Philippe de Broca : "Les tribulations", c'est un vaudeville du XIXé siecle.
EN veste de mouton retourné, le teint rose de quelqu'un qui vient de faire une promenade au grand air, Philippe de Broca revient à son hôtel où il va déjeuner avec toute l'équipe de « Louise », le film qu'il va tourner actuellement près du lac d'Annecy. Il a trente-huit ans et, déjà, à son crédit, douze films, dont « Le Farceur »,« L Amant de cinq jours », « Un monsieur de compa gnie » et « Les Tribulations d'un Chinois en Chine » que vous offre, ce soir, la télévision. « Je ne crois pas que je le regardai, dit de Broca. Je l'avais conçu en fonction de la couleur. Je trouve monstrueux qu'on le passe sur la 1ère chaîne quand il en existe une autre en couleur... D'ailleurs, il me semble également stupide de choisir des films noir et blanc sur cette 2ème chaîne. C'est avec son « complice » habituel, Daniel Boulanger, que Philippe de Broca a adapté le livre de Jules Verne dont, d'ailleurs, ils ne gardèrent pratiquement que le titre.
Aventures pour adultes
Je venais, dit-il, de tourner « L'Homme de Rio », qu'on avait écrit pour les enfants, comme un exercice de récréation. Après le succès qu'il a eu et, franchement, je ne m'y attendais pas, je me suis dit : « Tiens, cette fois, je vais faire un film d'aventures pour adultes, il y aura tout : de l'exotisme, des aventures dans des pays lointains, un héros, une belle fille... C'est un film que je voulais complètement comique. Il y a deux ou trois séquences que j'aime beaucoup, mais je crois qu'elles ne passeront pas bien à la TV. Avant « Les Tribulations », Philippe de Broca a parcouru près de 100 000 kilomètres. Deux fois, il est allé reconnaître les lieux avec ses techniciens, utilisant Land-Rover, hélicoptère et jonques. Il a tourné au Népal et à New-Delhi , à Hong-kong et en Malaisie dans l'île Lankawi.
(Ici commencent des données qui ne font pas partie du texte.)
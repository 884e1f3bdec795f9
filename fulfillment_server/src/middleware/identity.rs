//! Identity middleware.
//!
//! Authentication happens upstream. The identity provider forwards who the caller is in three headers:
//!
//! * `X-Actor-Id`: the numeric id of the caller,
//! * `X-Actor-Role`: one of `customer`, `vendor`, `delivery_partner` or `admin`,
//! * `X-Actor-Signature`: the base64 HMAC-SHA256 of `"{id}:{role}"` under the shared identity secret.
//!
//! This middleware checks the signature and stores the resulting [`Actor`] in the request extensions, where the
//! [`AclMiddlewareFactory`](super::AclMiddlewareFactory) and the [`Caller`] extractor pick it up.
use std::{
    future::{ready, Ready},
    rc::Rc,
    str::FromStr,
};

use actix_web::{
    dev::{forward_ready, Payload, Service, ServiceRequest, ServiceResponse, Transform},
    Error,
    FromRequest,
    HttpMessage,
    HttpRequest,
};
use fulfillment_common::Secret;
use fulfillment_engine::db_types::{Actor, Role};
use futures::future::LocalBoxFuture;
use log::{trace, warn};

use crate::{
    errors::{AuthError, ServerError},
    helpers::verify_identity,
};

pub const ACTOR_ID_HEADER: &str = "X-Actor-Id";
pub const ACTOR_ROLE_HEADER: &str = "X-Actor-Role";
pub const ACTOR_SIGNATURE_HEADER: &str = "X-Actor-Signature";

pub struct IdentityMiddlewareFactory {
    key: Secret<String>,
    // If false, the signature is not checked and the headers are trusted as-is
    enabled: bool,
}

impl IdentityMiddlewareFactory {
    pub fn new(key: Secret<String>, enabled: bool) -> Self {
        IdentityMiddlewareFactory { key, enabled }
    }
}

impl<S, B> Transform<S, ServiceRequest> for IdentityMiddlewareFactory
where
    S: Service<ServiceRequest, Response = ServiceResponse<B>, Error = Error> + 'static,
    S::Future: 'static,
    B: 'static,
{
    type Error = Error;
    type Future = Ready<Result<Self::Transform, Self::InitError>>;
    type InitError = ();
    type Response = ServiceResponse<B>;
    type Transform = IdentityMiddlewareService<S>;

    fn new_transform(&self, service: S) -> Self::Future {
        ready(Ok(IdentityMiddlewareService { key: self.key.clone(), enabled: self.enabled, service: Rc::new(service) }))
    }
}

pub struct IdentityMiddlewareService<S> {
    key: Secret<String>,
    enabled: bool,
    service: Rc<S>,
}

impl<S, B> Service<ServiceRequest> for IdentityMiddlewareService<S>
where
    S: Service<ServiceRequest, Response = ServiceResponse<B>, Error = Error> + 'static,
    S::Future: 'static,
    B: 'static,
{
    type Error = Error;
    type Future = LocalBoxFuture<'static, Result<Self::Response, Self::Error>>;
    type Response = ServiceResponse<B>;

    forward_ready!(service);

    fn call(&self, req: ServiceRequest) -> Self::Future {
        let service = Rc::clone(&self.service);
        let secret = self.key.reveal().clone();
        let enabled = self.enabled;
        Box::pin(async move {
            let actor = actor_from_headers(&req, &secret, enabled).map_err(|e| {
                warn!("🔑️ Rejected request to {}. {e}", req.path());
                ServerError::AuthenticationError(e)
            })?;
            trace!("🔑️ Request to {} from {actor}", req.path());
            req.extensions_mut().insert(actor);
            service.call(req).await
        })
    }
}

fn header<'a>(req: &'a ServiceRequest, name: &'static str) -> Result<&'a str, AuthError> {
    let value = req.headers().get(name).ok_or(AuthError::MissingHeader(name))?;
    value.to_str().map_err(|e| AuthError::MalformedHeader(name, e.to_string()))
}

fn actor_from_headers(req: &ServiceRequest, secret: &str, enabled: bool) -> Result<Actor, AuthError> {
    let id = header(req, ACTOR_ID_HEADER)?
        .trim()
        .parse::<i64>()
        .map_err(|e| AuthError::MalformedHeader(ACTOR_ID_HEADER, e.to_string()))?;
    let role = Role::from_str(header(req, ACTOR_ROLE_HEADER)?.trim())
        .map_err(|e| AuthError::MalformedHeader(ACTOR_ROLE_HEADER, e.to_string()))?;
    let actor = Actor::new(id, role);
    if !enabled {
        trace!("🔑️ Identity checks are disabled. Trusting {actor}");
        return Ok(actor);
    }
    let signature = header(req, ACTOR_SIGNATURE_HEADER)?;
    if verify_identity(secret, &actor, signature) {
        Ok(actor)
    } else {
        Err(AuthError::InvalidSignature)
    }
}

/// The verified caller of a request. Only available on routes behind the [`IdentityMiddlewareFactory`].
#[derive(Debug, Clone, Copy)]
pub struct Caller(pub Actor);

impl FromRequest for Caller {
    type Error = ServerError;
    type Future = Ready<Result<Self, Self::Error>>;

    fn from_request(req: &HttpRequest, _: &mut Payload) -> Self::Future {
        let actor = req.extensions().get::<Actor>().copied();
        ready(actor.map(Caller).ok_or_else(|| {
            warn!("🔑️ No verified identity found for {}. Is the identity middleware installed?", req.path());
            ServerError::AuthenticationError(AuthError::MissingHeader(ACTOR_ID_HEADER))
        }))
    }
}
use std::{
    fmt::Display,
    iter::Sum,
    ops::{Add, AddAssign, Mul, Neg, Sub, SubAssign},
    str::FromStr,
};

use serde::{Deserialize, Serialize};
use sqlx::Type;
use thiserror::Error;

use crate::op;

pub const CURRENCY_CODE: &str = "INR";
pub const CURRENCY_SYMBOL: &str = "₹";

//--------------------------------------       Paise         ---------------------------------------------------------
/// A monetary amount in paise (1/100 of a rupee).
///
/// Every balance, price and payout in the system is expressed in this type so that ledger arithmetic is exact.
#[derive(Debug, Clone, Copy, Default, Type, PartialEq, Eq, Ord, PartialOrd, Hash, Serialize, Deserialize)]
#[sqlx(transparent)]
#[serde(transparent)]
pub struct Paise(i64);

op!(binary Paise, Add, add);
op!(binary Paise, Sub, sub);
op!(inplace Paise, AddAssign, add_assign);
op!(inplace Paise, SubAssign, sub_assign);
op!(unary Paise, Neg, neg);

impl Mul<i64> for Paise {
    type Output = Self;

    fn mul(self, rhs: i64) -> Self::Output {
        Self(self.0 * rhs)
    }
}

impl Sum for Paise {
    fn sum<I: Iterator<Item = Self>>(iter: I) -> Self {
        iter.fold(Self::default(), Add::add)
    }
}

impl From<i64> for Paise {
    fn from(value: i64) -> Self {
        Self(value)
    }
}

impl Display for Paise {
    fn fmt(&self, f: &mut std::fmt::Formatter<'_>) -> std::fmt::Result {
        let sign = if self.0 < 0 { "-" } else { "" };
        let abs = self.0.unsigned_abs();
        write!(f, "{sign}{CURRENCY_SYMBOL}{}.{:02}", abs / 100, abs % 100)
    }
}

#[derive(Debug, Clone, Error)]
#[error("Value cannot be represented as a rupee amount: {0}")]
pub struct PaiseParseError(String);

/// Parses a rupee amount, e.g. `"2000"`, `"2000.5"` or `"₹2000.50"`. At most two decimal places are accepted.
impl FromStr for Paise {
    type Err = PaiseParseError;

    fn from_str(s: &str) -> Result<Self, Self::Err> {
        let trimmed = s.trim().trim_start_matches(CURRENCY_SYMBOL);
        let (negative, digits) = match trimmed.strip_prefix('-') {
            Some(rest) => (true, rest),
            None => (false, trimmed),
        };
        let (whole, frac) = digits.split_once('.').unwrap_or((digits, ""));
        if whole.is_empty() || frac.len() > 2 {
            return Err(PaiseParseError(s.to_string()));
        }
        let rupees = whole.parse::<i64>().map_err(|_| PaiseParseError(s.to_string()))?;
        let paise = match frac.len() {
            0 => 0,
            1 => frac.parse::<i64>().map_err(|_| PaiseParseError(s.to_string()))? * 10,
            _ => frac.parse::<i64>().map_err(|_| PaiseParseError(s.to_string()))?,
        };
        let value = rupees
            .checked_mul(100)
            .and_then(|v| v.checked_add(paise))
            .ok_or_else(|| PaiseParseError(s.to_string()))?;
        Ok(Self(if negative { -value } else { value }))
    }
}

impl Paise {
    pub fn value(&self) -> i64 {
        self.0
    }

    pub fn from_rupees(rupees: i64) -> Self {
        Self(rupees * 100)
    }

    pub fn zero() -> Self {
        Self(0)
    }

    pub fn is_positive(&self) -> bool {
        self.0 > 0
    }

    pub fn is_negative(&self) -> bool {
        self.0 < 0
    }
}
use std::{env, ops::RangeInclusive, str::FromStr, time::Duration};

use chrono::NaiveTime;
use fulfillment_common::{helpers::parse_boolean_flag, Secret};
use fulfillment_engine::{api::MAX_CONFIRMATION_TIMEOUT_MINUTES, FulfillmentPolicy};
use log::*;
use rand::{distributions::Alphanumeric, thread_rng, Rng};

const DEFAULT_FMS_HOST: &str = "127.0.0.1";
const DEFAULT_FMS_PORT: u16 = 8470;
const DEFAULT_DATABASE_URL: &str = "sqlite://data/fulfillment.db";
const DEFAULT_SWEEP_INTERVAL_SECS: u64 = 60;
const MAX_WALLET_STALENESS_SECS: i64 = 24 * 60 * 60;

#[derive(Clone, Debug)]
pub struct ServerConfig {
    pub host: String,
    pub port: u16,
    pub database_url: String,
    pub identity: IdentityConfig,
    /// Slot, confirmation and wallet rules handed to the engine APIs.
    pub policy: FulfillmentPolicy,
    /// How often the confirmation-timeout sweep runs.
    pub sweep_interval: Duration,
    /// How often the backstop assignment repair runs for today's date. `None` disables the worker.
    pub repair_interval: Option<Duration>,
}

impl Default for ServerConfig {
    fn default() -> Self {
        Self {
            host: DEFAULT_FMS_HOST.to_string(),
            port: DEFAULT_FMS_PORT,
            database_url: DEFAULT_DATABASE_URL.to_string(),
            identity: IdentityConfig::default(),
            policy: FulfillmentPolicy::default(),
            sweep_interval: Duration::from_secs(DEFAULT_SWEEP_INTERVAL_SECS),
            repair_interval: None,
        }
    }
}

impl ServerConfig {
    pub fn new(host: &str, port: u16) -> Self {
        Self { host: host.to_string(), port, ..Default::default() }
    }

    pub fn from_env_or_default() -> Self {
        let host = env::var("FMS_HOST").ok().unwrap_or_else(|| DEFAULT_FMS_HOST.into());
        let port = env_or_default("FMS_PORT", DEFAULT_FMS_PORT);
        let database_url = env::var("FMS_DATABASE_URL").ok().unwrap_or_else(|| {
            info!("🪛️ FMS_DATABASE_URL is not set. Using {DEFAULT_DATABASE_URL}");
            DEFAULT_DATABASE_URL.into()
        });
        let identity = IdentityConfig::from_env_or_default();
        let policy = policy_from_env();
        let sweep_secs = env_or_default("FMS_SWEEP_INTERVAL_SECS", DEFAULT_SWEEP_INTERVAL_SECS).max(1);
        let repair_secs = env_or_default("FMS_REPAIR_INTERVAL_SECS", 0u64);
        let repair_interval = (repair_secs > 0).then(|| Duration::from_secs(repair_secs));
        if repair_interval.is_none() {
            info!("🪛️ The assignment repair worker is disabled. Set FMS_REPAIR_INTERVAL_SECS to enable it.");
        }
        Self {
            host,
            port,
            database_url,
            identity,
            policy,
            sweep_interval: Duration::from_secs(sweep_secs),
            repair_interval,
        }
    }
}

/// The engine rules from `FMS_PREORDER_THRESHOLD`, `FMS_CONFIRMATION_TIMEOUT_MINUTES` and
/// `FMS_WALLET_STALENESS_SECS`. Shared with the operator tools so that both apply the same rules.
pub fn policy_from_env() -> FulfillmentPolicy {
    let defaults = FulfillmentPolicy::default();
    let preorder_threshold = env::var("FMS_PREORDER_THRESHOLD")
        .ok()
        .and_then(|s| {
            NaiveTime::parse_from_str(s.trim(), "%H:%M")
                .map_err(|e| warn!("🪛️ {s} is not a valid time for FMS_PREORDER_THRESHOLD. {e}"))
                .ok()
        })
        .unwrap_or(defaults.preorder_threshold);
    let confirmation_timeout_minutes = env_in_range(
        "FMS_CONFIRMATION_TIMEOUT_MINUTES",
        1..=MAX_CONFIRMATION_TIMEOUT_MINUTES,
        defaults.confirmation_timeout_minutes,
    );
    let wallet_staleness_secs =
        env_in_range("FMS_WALLET_STALENESS_SECS", 0..=MAX_WALLET_STALENESS_SECS, defaults.wallet_staleness_secs);
    FulfillmentPolicy { preorder_threshold, confirmation_timeout_minutes, wallet_staleness_secs }
}

/// Reads and parses `name`, falling back to `default` (with a warning) if the value is not valid.
fn env_or_default<T>(name: &str, default: T) -> T
where
    T: FromStr + std::fmt::Display,
    T::Err: std::fmt::Display,
{
    match env::var(name) {
        Ok(s) => s.trim().parse::<T>().unwrap_or_else(|e| {
            warn!("🪛️ {s} is not a valid value for {name}. {e} Using the default, {default}, instead.");
            default
        }),
        Err(_) => default,
    }
}

/// Like [`env_or_default`], but values outside `range` are also replaced by `default`.
fn env_in_range(name: &str, range: RangeInclusive<i64>, default: i64) -> i64 {
    let value = env_or_default(name, default);
    if range.contains(&value) {
        value
    } else {
        warn!(
            "🪛️ {name} must be between {} and {}. Using the default, {default}, instead.",
            range.start(),
            range.end()
        );
        default
    }
}

//-------------------------------------------------  IdentityConfig  ---------------------------------------------------
/// The key shared with the identity provider that signs the `X-Actor-*` headers.
#[derive(Clone, Debug)]
pub struct IdentityConfig {
    pub secret: Secret<String>,
    /// When false, signatures are not checked at all. For development only.
    pub checks_enabled: bool,
}

impl Default for IdentityConfig {
    fn default() -> Self {
        warn!(
            "🚨️🚨️🚨️ The identity secret has not been set. I'm using a random value for this session. No identity \
             provider will be able to sign requests for this server. 🚨️🚨️🚨️"
        );
        let key = thread_rng().sample_iter(&Alphanumeric).take(48).map(char::from).collect::<String>();
        Self { secret: Secret::new(key), checks_enabled: true }
    }
}

impl IdentityConfig {
    pub fn new(secret: &str) -> Self {
        Self { secret: Secret::new(secret.to_string()), checks_enabled: true }
    }

    pub fn from_env_or_default() -> Self {
        let checks_enabled = parse_boolean_flag(env::var("FMS_IDENTITY_CHECKS").ok(), true);
        if !checks_enabled {
            warn!("🚨️ Identity signature checks are DISABLED. Any caller can claim any role. Never do this in production.");
        }
        match env::var("FMS_IDENTITY_SECRET") {
            Ok(s) if !s.trim().is_empty() => Self { secret: Secret::new(s), checks_enabled },
            _ => Self { checks_enabled, ..Self::default() },
        }
    }
}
Le film a coûté plus d'un milliard d'anciens francs. « Les Tribulations ». dit- il, on les voyait, Boulanger et moi, un peu comme un grand cirque à sept pistes. Il y a Jules Verne, bien sûr, mais on s'en est beaucoup éloigné. Jules Verne, c'est vraiment la fée électricité. On l'a modernisé. « Les Tribulations ». c'est un rêve burlesque. Je ne trouvais pas « L'Homme de Rio » tout à fait réussi, je voulais faire mieux. En fait, c'est le premier qui a le mieux marché. A l'époque, j'ai expliqué que j'avais essayé de retrouver un ton, celui du vaudeville fin XIXe. C'est la raison pour laquelle je n'ai surtout pas voulu tourner en costumes d'époque. Mon propos n'était pas de réaliser une reconstitution historique.
Une véritable rupture
Aujourd'hui, en pensant à ce film, tellement aux antipodes de ce que je fais en ce moment, j'ai soudain envie d'en refaire un autre du même style. Dans ma carrière, il marqua une véritable rupture : tout de suite après, j'ai fait « Le Roi de cœur », qui est très différent, mais que j'aime plus encore. Il arrive un moment où l'on s'aperçoit que, par rapport à soi-même, on a épuisé les possibilités d'un genre. C'est ce qui m'est arrivé avec « Les Tribulations ». Aujourd'hui, j'aborde un genre tout à fait nouveau pour moi ; « Louise », que joue Jeanne Moreau, sera mon premier film « lent », mais « lent » ça peut évoquer l'ennui, je préfère dire « andante ». J'ai déjà fait des films graves, mais « allegro ». Celui-là est grave, mais « en andante ».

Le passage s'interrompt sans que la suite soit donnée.